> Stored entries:
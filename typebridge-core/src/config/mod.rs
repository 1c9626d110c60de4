//! Bridge configuration
//!
//! One structure per concern, gathered in [`BridgeConfig`]. The firmware
//! embeds `bridge.toml` and parses it with [`toml::parse_config`] at boot;
//! every key is optional and falls back to the defaults below.

pub mod toml;

use heapless::String;

pub use crate::keyboard::ScannerConfig;
pub use crate::link::{LinkConfig, ResetPolicy};
pub use crate::session::SessionConfig;

/// Maximum SSID length (802.11)
pub const MAX_SSID_LEN: usize = 32;
/// Maximum WPA2 passphrase length
pub const MAX_PASSWORD_LEN: usize = 64;

/// Wi-Fi credentials and listening port
#[derive(Debug, Clone, PartialEq, Eq)]
#[cfg_attr(feature = "defmt", derive(defmt::Format))]
pub struct NetworkConfig {
    pub ssid: String<MAX_SSID_LEN>,
    /// Empty for an open network
    pub password: String<MAX_PASSWORD_LEN>,
    pub port: u16,
}

impl Default for NetworkConfig {
    fn default() -> Self {
        Self {
            ssid: String::new(),
            password: String::new(),
            port: 80,
        }
    }
}

impl NetworkConfig {
    /// Whether credentials are present to join a network
    pub fn is_configured(&self) -> bool {
        !self.ssid.is_empty()
    }

    /// Whether the network needs a passphrase
    pub fn is_open(&self) -> bool {
        self.password.is_empty()
    }
}

/// Complete bridge configuration
#[derive(Debug, Clone, Default, PartialEq, Eq)]
#[cfg_attr(feature = "defmt", derive(defmt::Format))]
pub struct BridgeConfig {
    pub network: NetworkConfig,
    pub link: LinkConfig,
    pub keyboard: ScannerConfig,
    pub session: SessionConfig,
}

#[cfg(test)]
mod tests {
    use super::*;
    use typebridge_protocol::InboundMode;

    #[test]
    fn test_defaults() {
        let config = BridgeConfig::default();
        assert_eq!(config.network.port, 80);
        assert!(!config.network.is_configured());
        assert!(config.network.is_open());
        assert_eq!(config.link.handshake_timeout_us, 500_000);
        assert_eq!(config.link.reset_policy, ResetPolicy::Always);
        assert_eq!(config.keyboard.settle_us, 0);
        assert_eq!(config.session.mode, InboundMode::Explicit);
    }
}
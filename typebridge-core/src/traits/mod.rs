//! Seams between the session loop and its collaborators
//!
//! The multiplexer only talks to these traits, so it can be driven by the
//! real link and scanner on the board and by simple doubles in tests.

use typebridge_protocol::{Command, KeyboardSnapshot, Response};

use crate::link::LinkError;

/// Half-duplex channel to the typewriter
#[allow(async_fn_in_trait)]
pub trait DeviceChannel {
    /// Take one byte the device sent outside any transaction
    ///
    /// Never waits; returns `Ok(None)` if nothing is pending.
    async fn poll_unsolicited(&mut self) -> Result<Option<u8>, LinkError>;

    /// Run one complete command transaction
    async fn transact(&mut self, command: Command) -> Result<Response, LinkError>;
}

/// Source of keyboard matrix snapshots
#[allow(async_fn_in_trait)]
pub trait KeyScanner {
    async fn scan(&mut self) -> KeyboardSnapshot;
}

/// Lifecycle indicator, typically an LED
#[allow(async_fn_in_trait)]
pub trait StatusIndicator {
    /// Emit one visible pulse
    async fn pulse(&mut self);
}

/// Indicator that shows nothing
#[derive(Debug, Clone, Copy, Default)]
pub struct NoIndicator;

impl StatusIndicator for NoIndicator {
    async fn pulse(&mut self) {}
}

impl<T: DeviceChannel + ?Sized> DeviceChannel for &mut T {
    async fn poll_unsolicited(&mut self) -> Result<Option<u8>, LinkError> {
        (**self).poll_unsolicited().await
    }

    async fn transact(&mut self, command: Command) -> Result<Response, LinkError> {
        (**self).transact(command).await
    }
}

impl<T: KeyScanner + ?Sized> KeyScanner for &mut T {
    async fn scan(&mut self) -> KeyboardSnapshot {
        (**self).scan().await
    }
}
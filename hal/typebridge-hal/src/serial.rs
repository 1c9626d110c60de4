//! Serial byte stream abstractions
//!
//! Both ends of the bridge are byte streams: the UART towards the typewriter
//! and the TCP socket towards the client. The bridge polls them without
//! blocking, so a stream must also report whether a read would complete
//! immediately.

use embedded_io_async::{ErrorKind, Read, ReadReady, Write};

/// Async byte stream with readiness polling
///
/// Implemented for anything providing `embedded-io-async` reads and writes
/// plus `ReadReady`, which covers `embassy_rp::uart::BufferedUart` and
/// `embassy_net::tcp::TcpSocket`.
pub trait ByteStream: Read + Write + ReadReady {}

impl<T: Read + Write + ReadReady> ByteStream for T {}

/// Reduce a stream error to its portable kind
pub fn error_kind<E: embedded_io_async::Error>(err: E) -> ErrorKind {
    err.kind()
}

/// Serial line configuration
#[derive(Debug, Clone, Copy, PartialEq, Eq)]
#[cfg_attr(feature = "defmt", derive(defmt::Format))]
pub struct SerialConfig {
    /// Baud rate in bits per second
    pub baudrate: u32,
    /// Number of data bits
    pub data_bits: DataBits,
    /// Parity mode
    pub parity: Parity,
    /// Number of stop bits
    pub stop_bits: StopBits,
    /// Invert TX and RX logic levels
    ///
    /// The typewriter idles its data line low, so the UART pins run inverted.
    pub inverted: bool,
}

impl Default for SerialConfig {
    fn default() -> Self {
        Self {
            baudrate: 4800,
            data_bits: DataBits::Eight,
            parity: Parity::None,
            stop_bits: StopBits::One,
            inverted: true,
        }
    }
}

/// Number of data bits per frame
#[derive(Debug, Clone, Copy, PartialEq, Eq)]
#[cfg_attr(feature = "defmt", derive(defmt::Format))]
pub enum DataBits {
    Seven,
    Eight,
}

/// Parity mode
#[derive(Debug, Clone, Copy, PartialEq, Eq)]
#[cfg_attr(feature = "defmt", derive(defmt::Format))]
pub enum Parity {
    None,
    Even,
    Odd,
}

/// Number of stop bits
#[derive(Debug, Clone, Copy, PartialEq, Eq)]
#[cfg_attr(feature = "defmt", derive(defmt::Format))]
pub enum StopBits {
    One,
    Two,
}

> TO DO: All lines that contain the word "ByteStream" must be copied from the records above.

> EXERCISE OUTPUT:
pub trait ByteStream: Read + Write + ReadReady {}
impl<T: Read + Write + ReadReady> ByteStream for T {}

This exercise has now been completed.